[This piece was written by Jamie Epting, MS, RD, Clinical Nutrition Manager for St. Peter’s Health Partners.]
As we begin a new year, many of us are conscious of our diets, as we discover we have probably indulged a little too much over the holidays!
One of the biggest stumbling blocks everyone faces when trying to control calories is dealing with hunger. Here are some great tips to keep yourself from over-eating when you’re hungry.
- Add high-fiber foods like fruits, vegetables, legumes and whole wheats and grains to your meals to bulk up dishes for larger portions with less calories. An added bonus is that many of these foods have a high water content which can also help to make you feel full.

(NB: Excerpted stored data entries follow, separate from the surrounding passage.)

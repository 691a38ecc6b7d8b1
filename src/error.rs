//! Error types for dbaccess.
//!
//! This module defines all error types using `thiserror` for ergonomic error handling.
//! Variants follow the failure points of the data-access core: connecting,
//! transaction control, statement execution, streaming and decoding rows.

use thiserror::Error;

#[derive(Error, Debug, Clone)]
pub enum DbError {
    #[error("Connection failed: {message}")]
    Connection { message: String, suggestion: String },

    #[error("Database error: {message}")]
    Database {
        message: String,
        /// e.g., "42P01" for undefined table
        sql_state: Option<String>,
        suggestion: String,
    },

    #[error("Transaction error: {message} (transaction: {transaction_id})")]
    Transaction {
        message: String,
        transaction_id: String,
    },

    #[error(
        "Rollback failed after error: {cause}; rollback error: {rollback} (transaction: {transaction_id})"
    )]
    RollbackFailed {
        cause: String,
        rollback: String,
        transaction_id: String,
    },

    #[error("No rows in result set")]
    NoRows,

    #[error("Decode error: {message}")]
    Decode { message: String },

    #[error("Cursor error: {message}")]
    Cursor { message: String },

    #[error("Timeout: {operation} exceeded {elapsed_secs}s")]
    Timeout {
        operation: String,
        elapsed_secs: u32,
    },

    #[error("Cancelled: {operation}")]
    Cancelled { operation: String },

    #[error("Invalid input: {message}")]
    InvalidInput { message: String },

    #[error("Internal error: {message}")]
    Internal { message: String },
}

impl DbError {
    /// Create a connection error with a helpful suggestion.
    pub fn connection(message: impl Into<String>, suggestion: impl Into<String>) -> Self {
        Self::Connection {
            message: message.into(),
            suggestion: suggestion.into(),
        }
    }

    /// Create a database error with optional SQL state.
    pub fn database(
        message: impl Into<String>,
        sql_state: Option<String>,
        suggestion: impl Into<String>,
    ) -> Self {
        Self::Database {
            message: message.into(),
            sql_state,
            suggestion: suggestion.into(),
        }
    }

    /// Create a transaction error.
    pub fn transaction(message: impl Into<String>, transaction_id: impl Into<String>) -> Self {
        Self::Transaction {
            message: message.into(),
            transaction_id: transaction_id.into(),
        }
    }

    /// Create a composite error keeping both the triggering error and the
    /// rollback failure.
    pub fn rollback_failed(
        cause: &DbError,
        rollback: &DbError,
        transaction_id: impl Into<String>,
    ) -> Self {
        Self::RollbackFailed {
            cause: cause.to_string(),
            rollback: rollback.to_string(),
            transaction_id: transaction_id.into(),
        }
    }

    /// Create a decode error.
    pub fn decode(message: impl Into<String>) -> Self {
        Self::Decode {
            message: message.into(),
        }
    }

    /// Create a cursor error.
    pub fn cursor(message: impl Into<String>) -> Self {
        Self::Cursor {
            message: message.into(),
        }
    }

    /// Create a timeout error.
    pub fn timeout(operation: impl Into<String>, elapsed_secs: u32) -> Self {
        Self::Timeout {
            operation: operation.into(),
            elapsed_secs,
        }
    }

    /// Create a cancellation error.
    pub fn cancelled(operation: impl Into<String>) -> Self {
        Self::Cancelled {
            operation: operation.into(),
        }
    }

    /// Create an invalid input error.
    pub fn invalid_input(message: impl Into<String>) -> Self {
        Self::InvalidInput {
            message: message.into(),
        }
    }

    /// Create an internal error.
    pub fn internal(message: impl Into<String>) -> Self {
        Self::Internal {
            message: message.into(),
        }
    }

    /// Map an error raised while a cursor was streaming rows.
    ///
    /// Transport failures become [`DbError::Cursor`]; decode failures stay
    /// [`DbError::Decode`] and server errors stay [`DbError::Database`].
    pub fn from_stream(err: sqlx::Error) -> Self {
        match err {
            sqlx::Error::Io(io_err) => DbError::cursor(format!("I/O error: {}", io_err)),
            sqlx::Error::Protocol(msg) => DbError::cursor(format!("Protocol error: {}", msg)),
            sqlx::Error::Tls(tls_err) => DbError::cursor(format!("TLS error: {}", tls_err)),
            sqlx::Error::PoolClosed => DbError::cursor("Connection pool closed mid-stream"),
            sqlx::Error::WorkerCrashed => DbError::cursor("Database worker crashed"),
            other => DbError::from(other),
        }
    }

    /// Get the suggestion for this error, if available.
    pub fn suggestion(&self) -> Option<&str> {
        match self {
            Self::Connection { suggestion, .. } => Some(suggestion),
            Self::Database { suggestion, .. } => Some(suggestion),
            _ => None,
        }
    }

    /// Check if this error is retryable by the caller.
    pub fn is_retryable(&self) -> bool {
        matches!(self, Self::Connection { .. } | Self::Timeout { .. })
    }

    /// Check if this is the "no rows" condition rather than a failure.
    pub fn is_no_rows(&self) -> bool {
        matches!(self, Self::NoRows)
    }
}

/// Convert sqlx errors to DbError.
impl From<sqlx::Error> for DbError {
    fn from(err: sqlx::Error) -> Self {
        match err {
            sqlx::Error::Configuration(msg) => DbError::connection(
                msg.to_string(),
                "Check the connection string format and credentials",
            ),
            sqlx::Error::Database(db_err) => {
                let code = db_err.code().map(|c| c.to_string());
                DbError::database(
                    db_err.message(),
                    code,
                    "Check the SQL syntax and referenced objects",
                )
            }
            sqlx::Error::RowNotFound => DbError::NoRows,
            sqlx::Error::PoolTimedOut => DbError::timeout("connection pool acquire", 30),
            sqlx::Error::PoolClosed => {
                DbError::connection("Connection pool is closed", "Reconnect to the database")
            }
            sqlx::Error::Io(io_err) => DbError::connection(
                format!("I/O error: {}", io_err),
                "Check network connectivity and database server status",
            ),
            sqlx::Error::Tls(tls_err) => DbError::connection(
                format!("TLS error: {}", tls_err),
                "Verify TLS configuration and certificates",
            ),
            sqlx::Error::Protocol(msg) => DbError::connection(
                format!("Protocol error: {}", msg),
                "Check database server compatibility",
            ),
            sqlx::Error::TypeNotFound { type_name } => {
                DbError::decode(format!("Type not found: {}", type_name))
            }
            sqlx::Error::ColumnNotFound(col) => {
                DbError::decode(format!("Column not found: {}", col))
            }
            sqlx::Error::ColumnIndexOutOfBounds { index, len } => DbError::decode(format!(
                "Column index {} out of bounds (len: {})",
                index, len
            )),
            sqlx::Error::ColumnDecode { index, source } => {
                DbError::decode(format!("Failed to decode column {}: {}", index, source))
            }
            sqlx::Error::Decode(source) => DbError::decode(source.to_string()),
            sqlx::Error::WorkerCrashed => DbError::internal("Database worker crashed"),
            _ => DbError::internal(format!("Unknown database error: {}", err)),
        }
    }
}

/// Result type alias for database operations.
pub type DbResult<T> = Result<T, DbError>;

- Try making large salads with lean protein and low calorie dressing or oil and vinegar. Add equal amounts of vegetables to pasta dishes to bulk them up for a larger portion with less calories and more vitamins and nutrients.
- Drink a glass of water before your meal. Not only is it a great way to stay hydrated, but it gives you a feeling of fullness and keeps you from overeating due to thirst.

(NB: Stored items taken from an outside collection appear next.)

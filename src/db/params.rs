//! Parameter binding utilities for database queries.
//!
//! This module provides functions to bind `QueryParam` values to database-specific
//! query objects. Each backend folds its parameter list through one of these.

use crate::models::QueryParam;
use sqlx::mysql::MySqlArguments;
use sqlx::postgres::PgArguments;
use sqlx::sqlite::SqliteArguments;
use sqlx::{MySql, Postgres, Sqlite};

/// Bind a parameter to a MySQL query.
pub(crate) fn bind_mysql_param<'q>(
    query: sqlx::query::Query<'q, MySql, MySqlArguments>,
    param: &'q QueryParam,
) -> sqlx::query::Query<'q, MySql, MySqlArguments> {
    match param {
        QueryParam::Null => query.bind(None::<String>),
        QueryParam::Bool(v) => query.bind(*v),
        QueryParam::Int(v) => query.bind(*v),
        QueryParam::Float(v) => query.bind(*v),
        QueryParam::String(v) => query.bind(v.as_str()),
        QueryParam::Bytes(v) => query.bind(v.as_slice()),
    }
}

/// Bind a parameter to a PostgreSQL query.
pub(crate) fn bind_postgres_param<'q>(
    query: sqlx::query::Query<'q, Postgres, PgArguments>,
    param: &'q QueryParam,
) -> sqlx::query::Query<'q, Postgres, PgArguments> {
    match param {
        QueryParam::Null => query.bind(None::<String>),
        QueryParam::Bool(v) => query.bind(*v),
        QueryParam::Int(v) => query.bind(*v),
        QueryParam::Float(v) => query.bind(*v),
        QueryParam::String(v) => query.bind(v.as_str()),
        QueryParam::Bytes(v) => query.bind(v.as_slice()),
    }
}

/// Bind a parameter to a SQLite query.
pub(crate) fn bind_sqlite_param<'q>(
    query: sqlx::query::Query<'q, Sqlite, SqliteArguments<'q>>,
    param: &'q QueryParam,
) -> sqlx::query::Query<'q, Sqlite, SqliteArguments<'q>> {
    match param {
        QueryParam::Null => query.bind(None::<String>),
        QueryParam::Bool(v) => query.bind(*v),
        QueryParam::Int(v) => query.bind(*v),
        QueryParam::Float(v) => query.bind(*v),
        QueryParam::String(v) => query.bind(v.as_str()),
        QueryParam::Bytes(v) => query.bind(v.as_slice()),
    }
}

- Set your plate for success. Fill your plate half way with veggies and divide the other half for lean protein and whole grains. Include a serving of fruit and low-fat dairy.

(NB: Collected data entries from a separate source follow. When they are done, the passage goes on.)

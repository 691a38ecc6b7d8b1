//! Backend dispatch macro.
//!
//! Generates the match over [`DbConn`](crate::db::DbConn) variants so that
//! engine-agnostic callers can hand each arm to generic code written against
//! [`Backend`](crate::db::Backend).

/// Macro for generating database dispatch match arms.
///
/// This macro generates match arms for `DbConn` variants, reducing the need
/// to manually write repetitive match statements.
///
/// # Example
///
/// ```ignore
/// impl_db_dispatch!(conn, {
///     MySql(c) => run(c).await,
///     Postgres(c) => run(c).await,
///     SQLite(c) => run(c).await,
/// });
/// ```
#[macro_export]
macro_rules! impl_db_dispatch {
    ($conn:expr, { $($variant:ident($c:pat) => $body:expr),+ $(,)? }) => {
        match $conn {
            $(
                $crate::db::DbConn::$variant($c) => $body,
            )+
        }
    };
}

pub use impl_db_dispatch;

- Don’t skip meals, especially breakfast. People who skip meals tend to overeat at the next one, so it’s important to maintain a steady supply of fuel to keep your metabolism going. Starting your day with a good breakfast is essential!
- Keep healthy, calorie-controlled snacks on hand. If you have the right foods available you are more likely to choose them. Pre-make small bags or containers (about 100-150 calories each) of low-calorie snacks like fruits, veggies, unsalted nuts, rice cakes, whole grain crackers or dried fruits.
- When dining out, choose lean meats and fish that are baked, broiled or grilled, with sides of veggies and whole grains. Choose pasta dishes with marinara sauce and skip the high-fat, meat-based sauces. If the portions are huge, ask for a to-go container as soon as your meal arrives and pack up half for another meal.
- Eat consciously. Remember to be in the moment and taste your food. When we rush through a meal to get on to the next activity we tend to overeat.
- Turn off the TV and try to have family meals where good conversation is as nourishing as the food on your plate. Studies have shown children who regularly sit down to family meals are significantly less likely to have an eating disorder, and are more likely to eat more nutritious foods and be at a healthy weight.
Make 2018 the year you make mindful eating part of your everyday life. It is a gift to yourself all year long! For more suggestions and tips on healthy eating and living well, visit https://www.choosemyplate.gov/
Savory, Sweet and Full of Fiber – Sweet Potato & Black Bean Chili Satisfies!
Try this great recipe for sweet potato and black bean chili from eatingwell.com for a bulked up winter dinner.
Sweet Potato & Black Bean Chili
Ingredients
2 teaspoons extra-virgin olive oil
1 small onion, finely diced
1 small sweet potato, peeled and diced
2 cloves garlic, minced
1 tablespoon chili powder
2 teaspoons ground cumin
¼ teaspoon ground chipotle chile
⅛ teaspoon salt, or to taste
1⅓ cups water
1 15-ounce can black beans, rinsed
1 cup canned diced tomatoes
2 teaspoons lime juice
2 tablespoons chopped fresh cilantro
Directions: Heat oil in a large saucepan over medium-high heat. Add onion and potato and cook, stirring often, until the onion is slightly softened, about 4 minutes. Add garlic, chili powder, cumin, chipotle and salt and cook, stirring constantly, until fragrant, about 30 seconds. Add water, bring to a simmer, cover, reduce heat to maintain a gentle simmer and cook until the potato is tender, 10 to 12 minutes. Add beans, tomatoes and lime juice; increase heat to high and return to a simmer, stirring often. Reduce heat to maintain a simmer and cook until slightly reduced, about 4 minutes. Remove from the heat and stir in cilantro.